Now for me, the whole breakdown of how this issue came about is completely silly and I don’t give two rat tail’s worth of a care about the people involved. However, there is one video making the rounds about the effect this particular event will have on the future of video games journalism and the potential future of game culture.
A near 25 minute video from the Internet Aristocrat has gamers cheering and clapping… where they’re allowed to. You see, the video touches over some subject matter that I don’t care about and I don’t care about getting into, but the gist of it is that the subject matter I don’t care about is affecting the hobby I love, and I do care very much about things negatively affecting the hobby I love.
Now anyone who has followed any of my stuff might know that I usually have no love to share for the direction of the gaming landscape as far as media publication and journalism goes. Heck, the Doritocracy page pretty much lays out where I stand with some of the larger outlets. Nevertheless, what the Internet Aristocrat has to say about the subject matter – in regards to the direction of video game journalism – says more about the potential future of game culture than what I could type out here. So with that said, check it out below. Although, I do warn you that it has NSFW language.
As I mentioned at the top of the article, there are names, individuals and accounts that transpired mentioned in the video that I’m not going to repeat, because as I mentioned… I don’t care.
What I do care about and what does disturb me are the scenarios that recount instances where individuals and information were either misconstrued or misrepresented to further an agenda.

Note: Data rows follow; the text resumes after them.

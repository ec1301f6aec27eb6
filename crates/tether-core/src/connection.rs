//! Connection contract between the runtime and a transport.
//!
//! A transport in packet mode delivers whole envelopes via
//! [`Connection::recv_package`] and implements the send hook. Stream
//! transports wrap a [`Connection`] in a [`StreamConnection`], which
//! deframes inbound bytes and length-prefixes outbound packages.

use std::cell::RefCell;
use std::collections::VecDeque;
use std::rc::Rc;

use tracing::{error, warn};

use crate::Framer;

type PackageHook = Rc<dyn Fn(Vec<u8>)>;

/// Send/receive seam shared by a peer and its dispatcher.
///
/// Both hooks start out as loggers so a half-wired connection fails
/// loudly instead of crashing: the transport installs
/// `send_package_impl`, the dispatcher installs `on_recv_package`.
pub struct Connection {
    send_package_impl: RefCell<PackageHook>,
    on_recv_package: RefCell<PackageHook>,
}

impl std::fmt::Debug for Connection {
    fn fmt(&self, f: &mut std::fmt::Formatter<'_>) -> std::fmt::Result {
        f.debug_struct("Connection").finish_non_exhaustive()
    }
}

impl Connection {
    pub fn new() -> Rc<Self> {
        Rc::new(Self {
            send_package_impl: RefCell::new(Rc::new(|package: Vec<u8>| {
                error!(len = package.len(), "send_package_impl not installed");
            })),
            on_recv_package: RefCell::new(Rc::new(|package: Vec<u8>| {
                error!(len = package.len(), "on_recv_package not installed");
            })),
        })
    }

    /// Connection that routes every sent package straight back into its
    /// own receive hook. Used by tests and in-process pairs.
    pub fn loopback() -> Rc<Self> {
        let conn = Self::new();
        let weak = Rc::downgrade(&conn);
        conn.set_send_package_impl(move |package| {
            if let Some(conn) = weak.upgrade() {
                conn.recv_package(package);
            }
        });
        conn
    }

    pub fn set_send_package_impl(&self, hook: impl Fn(Vec<u8>) + 'static) {
        *self.send_package_impl.borrow_mut() = Rc::new(hook);
    }

    pub fn set_on_recv_package(&self, hook: impl Fn(Vec<u8>) + 'static) {
        *self.on_recv_package.borrow_mut() = Rc::new(hook);
    }

    /// Hand one whole outbound package to the transport.
    pub fn send_package(&self, package: Vec<u8>) {
        let hook = self.send_package_impl.borrow().clone();
        hook(package);
    }

    /// Called by the transport with one whole inbound package.
    pub fn recv_package(&self, package: Vec<u8>) {
        let hook = self.on_recv_package.borrow().clone();
        hook(package);
    }
}

/// Adapter that turns a byte-stream transport into packet mode.
///
/// The transport calls [`StreamConnection::on_recv_bytes`] with whatever
/// it read and implements the raw send hook; the adapter owns the framing
/// in both directions.
pub struct StreamConnection {
    conn: Rc<Connection>,
    framer: Rc<RefCell<Framer>>,
    pending: Rc<RefCell<VecDeque<Vec<u8>>>>,
    send_bytes_impl: Rc<RefCell<PackageHook>>,
}

impl std::fmt::Debug for StreamConnection {
    fn fmt(&self, f: &mut std::fmt::Formatter<'_>) -> std::fmt::Result {
        f.debug_struct("StreamConnection").finish_non_exhaustive()
    }
}

impl StreamConnection {
    pub fn new(max_body_size: u32) -> Self {
        let conn = Connection::new();
        let framer = Rc::new(RefCell::new(Framer::new(max_body_size)));
        let pending: Rc<RefCell<VecDeque<Vec<u8>>>> = Rc::new(RefCell::new(VecDeque::new()));

        {
            // the framer delivers into a queue so its borrow is released
            // before dispatch runs
            let pending = pending.clone();
            framer
                .borrow_mut()
                .set_on_package(move |package| pending.borrow_mut().push_back(package));
        }

        let send_bytes_impl: Rc<RefCell<PackageHook>> =
            Rc::new(RefCell::new(Rc::new(|bytes: Vec<u8>| {
                error!(len = bytes.len(), "send_bytes_impl not installed");
            })));
        {
            let send_bytes_impl = send_bytes_impl.clone();
            conn.set_send_package_impl(move |package| {
                match Framer::pack_with_limit(&package, max_body_size) {
                    Some(bytes) => {
                        let hook = send_bytes_impl.borrow().clone();
                        hook(bytes);
                    }
                    None => warn!(len = package.len(), "dropping oversized outbound package"),
                }
            });
        }

        Self {
            conn,
            framer,
            pending,
            send_bytes_impl,
        }
    }

    /// The packet-mode connection to build a peer on.
    pub fn connection(&self) -> Rc<Connection> {
        self.conn.clone()
    }

    /// Install the raw byte sender (socket write, serial write, ...).
    pub fn set_send_bytes_impl(&self, hook: impl Fn(Vec<u8>) + 'static) {
        *self.send_bytes_impl.borrow_mut() = Rc::new(hook);
    }

    /// Feed bytes read from the transport. Returns `false` on a framing
    /// error; the framer has already reset itself.
    pub fn on_recv_bytes(&self, data: &[u8]) -> bool {
        let ok = self.framer.borrow_mut().feed(data);
        loop {
            let package = self.pending.borrow_mut().pop_front();
            match package {
                Some(package) => self.conn.recv_package(package),
                None => break,
            }
        }
        ok
    }

    /// Drop partial framing state. Call on connect/disconnect.
    pub fn reset(&self) {
        self.framer.borrow_mut().reset();
        self.pending.borrow_mut().clear();
    }
}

The whole Game Jam fallout was a sad and disturbing thing. Again, I’m not going to get into the gossipy soap opera episodes that led up to or followed the event, but if it is true that the whole thing fell into an ugly cesspool over someone’s alleged comments to basically bury them for their own benefit, then… wow. That’s all I can say.
The thing that hurts the most is that none of this does anything to help game culture. What’s sad is that all the sweeping-under-the-rug and closing-up-the-closets in an attempt to keep the skeletons from falling out is a pathetic state of affairs that exacerbates the fuming situation that sees gamers boiling up and fighting against the institutions that are supposed to be an outlook for them; institutions that are supposed to be there to protect and look out for the interest of the community, of the developers and of the future of the culture of interactive entertainment.
What’s so saddening about this isn’t that the situation involving the personal affairs of individuals have come to light in public forums, but the measures that some are going to in order to snuff out discussion on various platforms that deal with the ramifications of what it means to have what little stability and integrity of gaming journalism being used to defend questionable actions that countermand the purpose of news information.
Not only that, but it further calls into question the most important piece of the puzzle: who do you trust after you’ve learned about all of this? What gaming outlet is viable, reliable and integral for not blowing smoke up the stacks of special interest groups or individuals with nefarious personal agendas?
It’s a scary time we live in, even when all a lot of us want to do is get news on the games we want to know more about, and become more involved in a culture we love.
Mad props to Internet Aristocrat for not standing down to the coerced silence that some gaming media outlets are forcing on the community. Maybe it’ll help the gaming industry buck up and start taking accountability.